Singapore Drops Hyperliquid Onto "Not Approved" List — Permissionless Mood Unchanged 🎭
The Monetary Authority of Singapore added decentralized perpetuals exchange Hyperliquid to its Investor Alert List on Friday, a consumer protection measure that flags entities which may be wrongly perceived as licensed or regulated by MAS. The entry covers the Hyper Foundation website and the Hyperliquid trading app. Inclusion on the list is not a ban, an enforcement action or a finding of misconduct. MAS added crypto exchange Bybit to the list on June 17, and KuCoin and Bitget also appear on the list.
Hyperliquid said it has never claimed to be licensed or authorized by MAS and that nothing about its permissionless infrastructure has changed. "The Hyperliquid ecosystem remains committed to engaging collaboratively and constructively with regulators and institutions globally and to supporting clear, well-designed frameworks for onchain finance," the platform wrote in a Friday X post. The protocol added that users continue to maintain self-custody of their assets while transactions settle transparently on-chain.
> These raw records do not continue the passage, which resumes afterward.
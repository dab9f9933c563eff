//! freshlist library
//!
//! Builds a "fresh" Spotify playlist from a seed playlist: every artist on the
//! seed contributes the tracks of its releases from the last few weeks.
//!
//! # Modules
//!
//! - `api` - HTTP handlers for the local OAuth callback server
//! - `cancel` - cooperative cancellation of a running pipeline
//! - `cli` - command implementations behind the `freshlist` binary
//! - `config` - `.env` loading and typed settings
//! - `error` - error types shared across the crate
//! - `management` - access token lifetime and refresh
//! - `pipeline` - the fresh playlist pipeline and its building blocks
//! - `server` - local HTTP server for OAuth callbacks
//! - `spotify` - Spotify Web API client behind the `MusicService` trait
//! - `types` - domain and wire data structures
//! - `utils` - parsing helpers and PKCE primitives
//!
//! # Example
//!
//! ```ignore
//! use freshlist::{config, pipeline::{FreshPipeline, PipelineSettings, RunRequest}};
//!
//! let request = RunRequest::new("37i9dQZF1DXcBWIGoYBM5M", 2, Visibility::Public)?;
//! let report = FreshPipeline::new(&client, PipelineSettings::default())
//!     .run(&request)
//!     .await?;
//! println!("added {} tracks", report.stats.output_track_count);
//! ```

pub mod api;
pub mod cancel;
pub mod cli;
pub mod config;
pub mod error;
pub mod management;
pub mod pipeline;
pub mod server;
pub mod spotify;
pub mod types;
pub mod utils;

/// Boxed-error result for CLI glue code; library modules return their own
/// error types from [`error`].
pub type Res<T> = std::result::Result<T, Box<dyn std::error::Error + Send + Sync>>;

/// Prints `[o] message` with a blue marker.
#[macro_export]
macro_rules! info {
  ($($arg:tt)*) => ({
    use colored::Colorize;
    println!("[{}] {}", "o".blue().bold(), std::format_args!($($arg)*));
  })
}

/// Prints `[✓] message` with a green marker.
#[macro_export]
macro_rules! success {
  ($($arg:tt)*) => ({
    use colored::Colorize;
    println!("[{}] {}", "✓".green().bold(), std::format_args!($($arg)*));
  })
}

/// Prints `[!] message` in red and exits with status 1.
///
/// Evaluates to `!`, so it can end a `match` arm that must produce a value:
///
/// ```ignore
/// let settings = match Settings::from_env() {
///     Ok(settings) => settings,
///     Err(e) => error!("Invalid configuration: {}", e),
/// };
/// ```
#[macro_export]
macro_rules! error {
  ($($arg:tt)*) => ({
    use colored::Colorize;
    println!("[{}] {}", "!".red().bold(), std::format_args!($($arg)*));
    std::process::exit(1);
  })
}

/// Prints `[!] message` with a yellow marker; execution continues.
#[macro_export]
macro_rules! warning {
  ($($arg:tt)*) => ({
    use colored::Colorize;
    println!("[{}] {}", "!".yellow().bold(), std::format_args!($($arg)*));
  })
}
According to CoinGecko, Hyperliquid ranks as the ninth-largest decentralized exchange by trading volume, while DefiLlama estimates it holds about $5.7 billion in total value locked. Cointelegraph reached out to MAS for comment but did not receive a response before publication.
Singapore has steadily tightened oversight of the cryptocurrency industry in recent years. In May 2025, MAS ordered crypto companies serving overseas customers to either obtain licenses or cease operations, describing the policy as a long-standing regulatory position rather than a shift in approach. The directive closed a loophole that had allowed some Singapore-based crypto firms to avoid licensing by serving only overseas customers. MAS said it had consistently communicated its position since 2022 and was ending the transition period for firms that had continued operating without a license.
The regulator maintains the Investor Alert List to help investors distinguish between regulated entities and those not authorized under Singapore's financial services framework, and updates it periodically as new information becomes available.